Action item
Copy out all the lines in the records that include the word "process".

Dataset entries
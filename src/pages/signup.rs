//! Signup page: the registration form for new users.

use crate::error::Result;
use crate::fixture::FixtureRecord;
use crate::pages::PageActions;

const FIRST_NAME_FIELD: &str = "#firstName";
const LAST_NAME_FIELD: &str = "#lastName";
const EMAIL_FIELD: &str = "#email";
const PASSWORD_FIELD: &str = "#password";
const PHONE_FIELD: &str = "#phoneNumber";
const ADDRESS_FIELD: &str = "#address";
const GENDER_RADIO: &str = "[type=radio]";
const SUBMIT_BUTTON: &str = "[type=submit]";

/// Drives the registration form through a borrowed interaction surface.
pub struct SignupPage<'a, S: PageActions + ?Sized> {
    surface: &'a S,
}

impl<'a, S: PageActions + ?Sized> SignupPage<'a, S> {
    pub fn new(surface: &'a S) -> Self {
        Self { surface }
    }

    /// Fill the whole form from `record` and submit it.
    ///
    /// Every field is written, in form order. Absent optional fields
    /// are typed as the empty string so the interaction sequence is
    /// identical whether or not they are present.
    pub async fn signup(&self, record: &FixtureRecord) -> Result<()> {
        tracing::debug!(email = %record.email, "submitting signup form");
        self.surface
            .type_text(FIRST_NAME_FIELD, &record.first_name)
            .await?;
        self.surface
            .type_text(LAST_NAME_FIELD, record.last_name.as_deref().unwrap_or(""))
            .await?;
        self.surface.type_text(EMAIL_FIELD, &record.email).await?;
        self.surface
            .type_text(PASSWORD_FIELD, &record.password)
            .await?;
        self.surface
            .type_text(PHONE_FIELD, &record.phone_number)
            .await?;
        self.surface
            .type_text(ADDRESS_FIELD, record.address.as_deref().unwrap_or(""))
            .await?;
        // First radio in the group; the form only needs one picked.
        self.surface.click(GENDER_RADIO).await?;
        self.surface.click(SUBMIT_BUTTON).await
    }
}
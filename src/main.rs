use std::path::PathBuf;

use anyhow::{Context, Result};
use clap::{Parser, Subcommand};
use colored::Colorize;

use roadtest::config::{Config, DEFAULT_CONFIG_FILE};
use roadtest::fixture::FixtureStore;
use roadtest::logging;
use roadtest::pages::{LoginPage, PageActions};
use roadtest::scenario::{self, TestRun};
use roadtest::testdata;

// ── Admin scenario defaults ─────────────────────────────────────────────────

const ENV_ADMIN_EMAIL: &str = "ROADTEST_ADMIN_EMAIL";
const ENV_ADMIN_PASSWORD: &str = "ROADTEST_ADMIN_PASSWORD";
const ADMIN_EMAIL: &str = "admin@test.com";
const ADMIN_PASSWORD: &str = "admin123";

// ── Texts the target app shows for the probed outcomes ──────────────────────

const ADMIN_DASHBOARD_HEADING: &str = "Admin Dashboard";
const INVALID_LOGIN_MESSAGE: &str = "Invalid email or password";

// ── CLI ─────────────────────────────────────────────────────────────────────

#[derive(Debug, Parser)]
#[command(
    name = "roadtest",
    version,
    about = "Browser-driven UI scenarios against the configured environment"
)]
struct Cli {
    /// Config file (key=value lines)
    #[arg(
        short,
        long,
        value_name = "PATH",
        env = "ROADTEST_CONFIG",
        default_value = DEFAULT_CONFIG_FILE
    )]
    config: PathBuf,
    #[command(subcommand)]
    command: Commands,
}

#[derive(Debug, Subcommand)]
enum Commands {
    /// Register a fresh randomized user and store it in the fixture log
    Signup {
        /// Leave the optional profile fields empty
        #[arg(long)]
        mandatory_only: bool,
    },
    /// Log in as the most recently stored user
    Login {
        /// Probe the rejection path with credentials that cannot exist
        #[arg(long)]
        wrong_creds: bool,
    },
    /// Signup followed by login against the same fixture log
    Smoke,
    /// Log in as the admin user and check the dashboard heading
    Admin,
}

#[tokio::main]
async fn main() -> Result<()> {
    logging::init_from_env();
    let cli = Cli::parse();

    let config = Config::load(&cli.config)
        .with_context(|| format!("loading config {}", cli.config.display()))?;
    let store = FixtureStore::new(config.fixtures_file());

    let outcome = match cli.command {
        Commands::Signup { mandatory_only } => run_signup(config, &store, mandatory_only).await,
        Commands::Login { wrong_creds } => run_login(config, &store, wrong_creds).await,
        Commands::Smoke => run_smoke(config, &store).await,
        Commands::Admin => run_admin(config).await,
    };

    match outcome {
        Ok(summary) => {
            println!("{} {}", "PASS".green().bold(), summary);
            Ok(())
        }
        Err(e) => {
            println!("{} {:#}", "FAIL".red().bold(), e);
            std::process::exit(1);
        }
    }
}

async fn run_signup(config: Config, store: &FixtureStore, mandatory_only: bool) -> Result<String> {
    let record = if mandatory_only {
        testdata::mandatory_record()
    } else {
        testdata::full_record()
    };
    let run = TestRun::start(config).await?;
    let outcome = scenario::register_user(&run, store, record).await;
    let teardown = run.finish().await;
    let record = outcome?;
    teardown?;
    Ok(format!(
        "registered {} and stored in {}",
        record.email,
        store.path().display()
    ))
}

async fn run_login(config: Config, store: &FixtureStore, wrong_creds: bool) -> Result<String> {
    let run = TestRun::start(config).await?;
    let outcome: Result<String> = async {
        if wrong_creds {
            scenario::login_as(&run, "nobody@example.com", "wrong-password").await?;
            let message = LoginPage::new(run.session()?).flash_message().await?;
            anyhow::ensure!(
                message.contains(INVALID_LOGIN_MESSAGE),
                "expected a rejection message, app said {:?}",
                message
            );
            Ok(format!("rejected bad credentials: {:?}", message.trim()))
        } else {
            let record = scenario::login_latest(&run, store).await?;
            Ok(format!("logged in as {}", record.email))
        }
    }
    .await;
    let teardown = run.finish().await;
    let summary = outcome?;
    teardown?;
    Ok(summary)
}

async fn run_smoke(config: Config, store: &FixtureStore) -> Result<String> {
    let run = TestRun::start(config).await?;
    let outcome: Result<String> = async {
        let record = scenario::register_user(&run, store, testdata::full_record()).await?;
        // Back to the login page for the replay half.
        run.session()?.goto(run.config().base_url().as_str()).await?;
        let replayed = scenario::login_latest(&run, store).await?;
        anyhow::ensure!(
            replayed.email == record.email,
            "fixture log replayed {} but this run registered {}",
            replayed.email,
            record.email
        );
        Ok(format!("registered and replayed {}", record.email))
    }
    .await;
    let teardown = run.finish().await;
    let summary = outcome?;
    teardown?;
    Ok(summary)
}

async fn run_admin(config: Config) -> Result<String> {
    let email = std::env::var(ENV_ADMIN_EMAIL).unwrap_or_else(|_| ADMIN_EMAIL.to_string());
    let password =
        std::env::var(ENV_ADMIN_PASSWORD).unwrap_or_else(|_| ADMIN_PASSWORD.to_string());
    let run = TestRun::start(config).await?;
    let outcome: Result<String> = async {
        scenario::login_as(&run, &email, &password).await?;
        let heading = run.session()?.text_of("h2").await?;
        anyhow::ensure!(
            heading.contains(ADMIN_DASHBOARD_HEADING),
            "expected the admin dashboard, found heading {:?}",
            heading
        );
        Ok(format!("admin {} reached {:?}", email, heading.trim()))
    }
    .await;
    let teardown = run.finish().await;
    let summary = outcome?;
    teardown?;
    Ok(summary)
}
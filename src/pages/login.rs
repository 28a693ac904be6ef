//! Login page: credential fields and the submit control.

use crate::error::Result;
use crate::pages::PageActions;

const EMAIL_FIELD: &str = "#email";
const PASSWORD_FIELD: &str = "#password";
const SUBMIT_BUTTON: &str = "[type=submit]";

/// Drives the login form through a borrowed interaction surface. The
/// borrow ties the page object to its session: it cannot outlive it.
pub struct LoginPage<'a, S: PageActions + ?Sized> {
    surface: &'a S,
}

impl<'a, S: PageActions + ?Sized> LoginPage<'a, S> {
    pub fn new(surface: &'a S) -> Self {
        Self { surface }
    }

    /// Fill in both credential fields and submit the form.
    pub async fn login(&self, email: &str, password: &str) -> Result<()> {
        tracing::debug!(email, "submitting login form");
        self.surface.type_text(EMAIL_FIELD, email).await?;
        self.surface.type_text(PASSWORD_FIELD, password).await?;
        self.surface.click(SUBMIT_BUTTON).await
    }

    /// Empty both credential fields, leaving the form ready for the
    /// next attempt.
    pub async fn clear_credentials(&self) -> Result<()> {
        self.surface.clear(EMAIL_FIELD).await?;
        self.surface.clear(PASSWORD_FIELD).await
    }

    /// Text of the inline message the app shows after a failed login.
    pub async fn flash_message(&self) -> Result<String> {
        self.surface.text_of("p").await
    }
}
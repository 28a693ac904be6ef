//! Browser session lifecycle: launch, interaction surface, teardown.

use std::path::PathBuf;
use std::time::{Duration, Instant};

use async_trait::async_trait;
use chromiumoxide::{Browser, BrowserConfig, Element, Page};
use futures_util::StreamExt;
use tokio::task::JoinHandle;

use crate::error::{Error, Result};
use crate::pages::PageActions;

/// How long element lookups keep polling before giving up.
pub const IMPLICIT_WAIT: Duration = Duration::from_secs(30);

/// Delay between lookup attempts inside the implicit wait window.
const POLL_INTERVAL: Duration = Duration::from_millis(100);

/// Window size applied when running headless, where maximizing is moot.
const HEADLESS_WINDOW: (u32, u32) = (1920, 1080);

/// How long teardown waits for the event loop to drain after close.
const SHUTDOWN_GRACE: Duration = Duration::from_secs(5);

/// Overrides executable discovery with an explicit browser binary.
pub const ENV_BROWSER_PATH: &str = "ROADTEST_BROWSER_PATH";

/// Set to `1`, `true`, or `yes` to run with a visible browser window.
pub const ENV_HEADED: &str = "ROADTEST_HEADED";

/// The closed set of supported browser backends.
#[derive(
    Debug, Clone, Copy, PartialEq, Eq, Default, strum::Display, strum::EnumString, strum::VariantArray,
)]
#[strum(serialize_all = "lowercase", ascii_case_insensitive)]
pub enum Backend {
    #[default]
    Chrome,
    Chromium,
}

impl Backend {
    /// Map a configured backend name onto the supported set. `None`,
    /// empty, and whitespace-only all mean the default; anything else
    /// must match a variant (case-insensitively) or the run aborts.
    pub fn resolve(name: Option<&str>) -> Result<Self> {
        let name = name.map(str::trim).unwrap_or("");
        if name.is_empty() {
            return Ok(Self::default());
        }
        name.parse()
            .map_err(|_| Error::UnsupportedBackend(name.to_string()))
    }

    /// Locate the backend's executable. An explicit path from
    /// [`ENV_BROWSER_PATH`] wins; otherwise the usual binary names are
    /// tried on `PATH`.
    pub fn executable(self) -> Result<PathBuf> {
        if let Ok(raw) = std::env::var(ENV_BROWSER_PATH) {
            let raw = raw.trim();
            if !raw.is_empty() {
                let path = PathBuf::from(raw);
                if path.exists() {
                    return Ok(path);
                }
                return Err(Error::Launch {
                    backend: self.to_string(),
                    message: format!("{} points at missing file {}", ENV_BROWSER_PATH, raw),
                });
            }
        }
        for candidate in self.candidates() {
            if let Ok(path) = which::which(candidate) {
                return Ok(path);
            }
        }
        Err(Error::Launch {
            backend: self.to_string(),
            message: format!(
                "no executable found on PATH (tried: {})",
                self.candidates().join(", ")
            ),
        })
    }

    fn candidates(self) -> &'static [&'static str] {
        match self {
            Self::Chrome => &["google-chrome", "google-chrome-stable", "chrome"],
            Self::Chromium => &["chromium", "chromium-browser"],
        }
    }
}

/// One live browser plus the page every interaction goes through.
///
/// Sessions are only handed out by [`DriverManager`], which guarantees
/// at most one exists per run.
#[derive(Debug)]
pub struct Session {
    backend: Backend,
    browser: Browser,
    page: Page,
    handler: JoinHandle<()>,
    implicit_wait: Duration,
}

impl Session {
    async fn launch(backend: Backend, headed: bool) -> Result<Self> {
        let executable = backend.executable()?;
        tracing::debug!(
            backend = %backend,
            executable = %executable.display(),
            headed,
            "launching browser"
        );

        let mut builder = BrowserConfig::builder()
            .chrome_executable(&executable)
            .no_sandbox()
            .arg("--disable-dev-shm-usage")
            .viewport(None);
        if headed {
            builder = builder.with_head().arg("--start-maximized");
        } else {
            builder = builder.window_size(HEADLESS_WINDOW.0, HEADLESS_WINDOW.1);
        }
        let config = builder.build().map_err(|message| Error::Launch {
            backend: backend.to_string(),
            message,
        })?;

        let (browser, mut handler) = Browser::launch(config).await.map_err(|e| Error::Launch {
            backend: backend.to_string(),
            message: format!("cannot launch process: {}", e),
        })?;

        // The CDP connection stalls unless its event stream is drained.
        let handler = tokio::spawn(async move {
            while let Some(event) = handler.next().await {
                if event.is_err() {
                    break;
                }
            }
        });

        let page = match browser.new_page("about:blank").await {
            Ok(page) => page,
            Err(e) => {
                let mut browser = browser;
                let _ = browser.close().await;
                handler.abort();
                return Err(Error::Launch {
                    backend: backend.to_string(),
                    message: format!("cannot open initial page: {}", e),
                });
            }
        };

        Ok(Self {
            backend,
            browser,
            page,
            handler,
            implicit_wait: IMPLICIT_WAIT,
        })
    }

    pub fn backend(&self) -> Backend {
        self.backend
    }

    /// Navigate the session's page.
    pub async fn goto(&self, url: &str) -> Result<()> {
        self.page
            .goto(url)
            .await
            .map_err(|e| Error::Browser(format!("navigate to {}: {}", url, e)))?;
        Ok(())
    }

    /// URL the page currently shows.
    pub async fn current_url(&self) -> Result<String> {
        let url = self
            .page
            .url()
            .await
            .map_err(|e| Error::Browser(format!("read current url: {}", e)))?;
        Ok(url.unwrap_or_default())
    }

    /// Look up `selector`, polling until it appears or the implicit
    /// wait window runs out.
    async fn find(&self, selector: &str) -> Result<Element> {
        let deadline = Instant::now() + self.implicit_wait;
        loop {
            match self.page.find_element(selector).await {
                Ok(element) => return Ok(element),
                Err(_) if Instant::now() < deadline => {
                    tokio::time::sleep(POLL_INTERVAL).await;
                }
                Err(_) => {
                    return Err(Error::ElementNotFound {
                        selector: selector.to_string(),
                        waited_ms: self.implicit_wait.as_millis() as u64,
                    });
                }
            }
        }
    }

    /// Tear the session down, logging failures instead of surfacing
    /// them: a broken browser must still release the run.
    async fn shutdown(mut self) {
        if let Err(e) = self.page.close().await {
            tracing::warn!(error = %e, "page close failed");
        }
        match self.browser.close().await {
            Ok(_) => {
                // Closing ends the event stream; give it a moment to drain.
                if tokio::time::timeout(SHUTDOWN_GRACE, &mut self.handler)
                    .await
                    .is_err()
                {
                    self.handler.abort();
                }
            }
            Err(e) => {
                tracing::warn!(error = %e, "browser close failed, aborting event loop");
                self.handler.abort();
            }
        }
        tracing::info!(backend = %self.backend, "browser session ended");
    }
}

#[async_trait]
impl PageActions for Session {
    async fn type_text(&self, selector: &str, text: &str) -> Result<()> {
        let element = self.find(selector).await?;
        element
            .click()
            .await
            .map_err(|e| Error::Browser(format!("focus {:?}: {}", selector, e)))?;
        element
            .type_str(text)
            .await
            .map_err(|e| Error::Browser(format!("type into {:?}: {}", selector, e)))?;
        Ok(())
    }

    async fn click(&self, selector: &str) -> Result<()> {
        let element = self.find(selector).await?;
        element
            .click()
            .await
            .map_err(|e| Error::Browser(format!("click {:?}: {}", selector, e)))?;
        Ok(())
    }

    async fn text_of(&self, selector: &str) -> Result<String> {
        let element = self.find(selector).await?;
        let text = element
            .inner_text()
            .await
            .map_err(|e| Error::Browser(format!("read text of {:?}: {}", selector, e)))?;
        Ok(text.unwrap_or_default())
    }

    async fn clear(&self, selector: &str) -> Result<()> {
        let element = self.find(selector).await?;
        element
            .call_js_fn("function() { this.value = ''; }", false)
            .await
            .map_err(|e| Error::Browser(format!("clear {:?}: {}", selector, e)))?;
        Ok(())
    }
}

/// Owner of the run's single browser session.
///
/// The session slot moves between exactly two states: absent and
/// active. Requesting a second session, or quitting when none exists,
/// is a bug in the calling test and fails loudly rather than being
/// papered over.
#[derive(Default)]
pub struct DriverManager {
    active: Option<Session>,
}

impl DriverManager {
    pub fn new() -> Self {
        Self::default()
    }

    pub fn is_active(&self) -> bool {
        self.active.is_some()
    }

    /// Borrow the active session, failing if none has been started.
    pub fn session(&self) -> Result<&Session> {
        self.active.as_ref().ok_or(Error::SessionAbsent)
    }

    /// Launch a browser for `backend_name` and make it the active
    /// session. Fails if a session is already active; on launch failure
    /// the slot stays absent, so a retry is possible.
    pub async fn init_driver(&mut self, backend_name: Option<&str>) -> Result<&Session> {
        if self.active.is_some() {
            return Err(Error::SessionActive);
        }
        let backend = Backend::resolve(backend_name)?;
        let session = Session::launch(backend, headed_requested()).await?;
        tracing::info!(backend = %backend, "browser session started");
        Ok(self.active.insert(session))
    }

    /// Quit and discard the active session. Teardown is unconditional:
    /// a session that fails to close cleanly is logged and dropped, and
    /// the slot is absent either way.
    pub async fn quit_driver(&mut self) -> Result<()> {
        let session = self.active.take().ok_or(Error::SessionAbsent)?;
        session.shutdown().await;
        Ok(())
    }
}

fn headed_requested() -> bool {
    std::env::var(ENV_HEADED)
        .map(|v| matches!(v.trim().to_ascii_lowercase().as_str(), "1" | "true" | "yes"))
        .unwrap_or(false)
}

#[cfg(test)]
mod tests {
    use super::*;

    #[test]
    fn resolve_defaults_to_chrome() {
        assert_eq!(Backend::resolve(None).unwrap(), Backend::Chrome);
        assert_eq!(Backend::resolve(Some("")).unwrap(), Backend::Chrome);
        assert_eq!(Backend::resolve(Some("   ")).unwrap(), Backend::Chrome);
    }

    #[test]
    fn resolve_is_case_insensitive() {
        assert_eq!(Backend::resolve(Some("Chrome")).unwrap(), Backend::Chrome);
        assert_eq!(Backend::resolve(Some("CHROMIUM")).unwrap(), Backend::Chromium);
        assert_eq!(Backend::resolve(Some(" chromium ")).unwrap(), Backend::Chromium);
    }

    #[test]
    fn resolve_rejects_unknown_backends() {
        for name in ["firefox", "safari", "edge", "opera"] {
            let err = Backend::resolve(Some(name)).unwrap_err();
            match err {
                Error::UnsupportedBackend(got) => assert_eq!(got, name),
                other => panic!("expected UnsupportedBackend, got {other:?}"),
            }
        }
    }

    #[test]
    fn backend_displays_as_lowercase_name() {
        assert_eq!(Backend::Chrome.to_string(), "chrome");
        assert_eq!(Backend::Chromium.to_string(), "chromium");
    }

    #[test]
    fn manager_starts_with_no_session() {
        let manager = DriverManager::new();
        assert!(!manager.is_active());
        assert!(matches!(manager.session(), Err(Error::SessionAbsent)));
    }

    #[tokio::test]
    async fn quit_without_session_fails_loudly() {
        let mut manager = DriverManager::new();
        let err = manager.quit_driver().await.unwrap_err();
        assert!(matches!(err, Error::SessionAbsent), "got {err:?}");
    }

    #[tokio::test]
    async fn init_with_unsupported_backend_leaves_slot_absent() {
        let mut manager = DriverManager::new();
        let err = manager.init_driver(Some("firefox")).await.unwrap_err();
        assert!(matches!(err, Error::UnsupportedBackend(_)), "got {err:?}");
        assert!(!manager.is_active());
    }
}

Response area
            std::process::exit(1);
            message: format!("cannot launch process: {}", e),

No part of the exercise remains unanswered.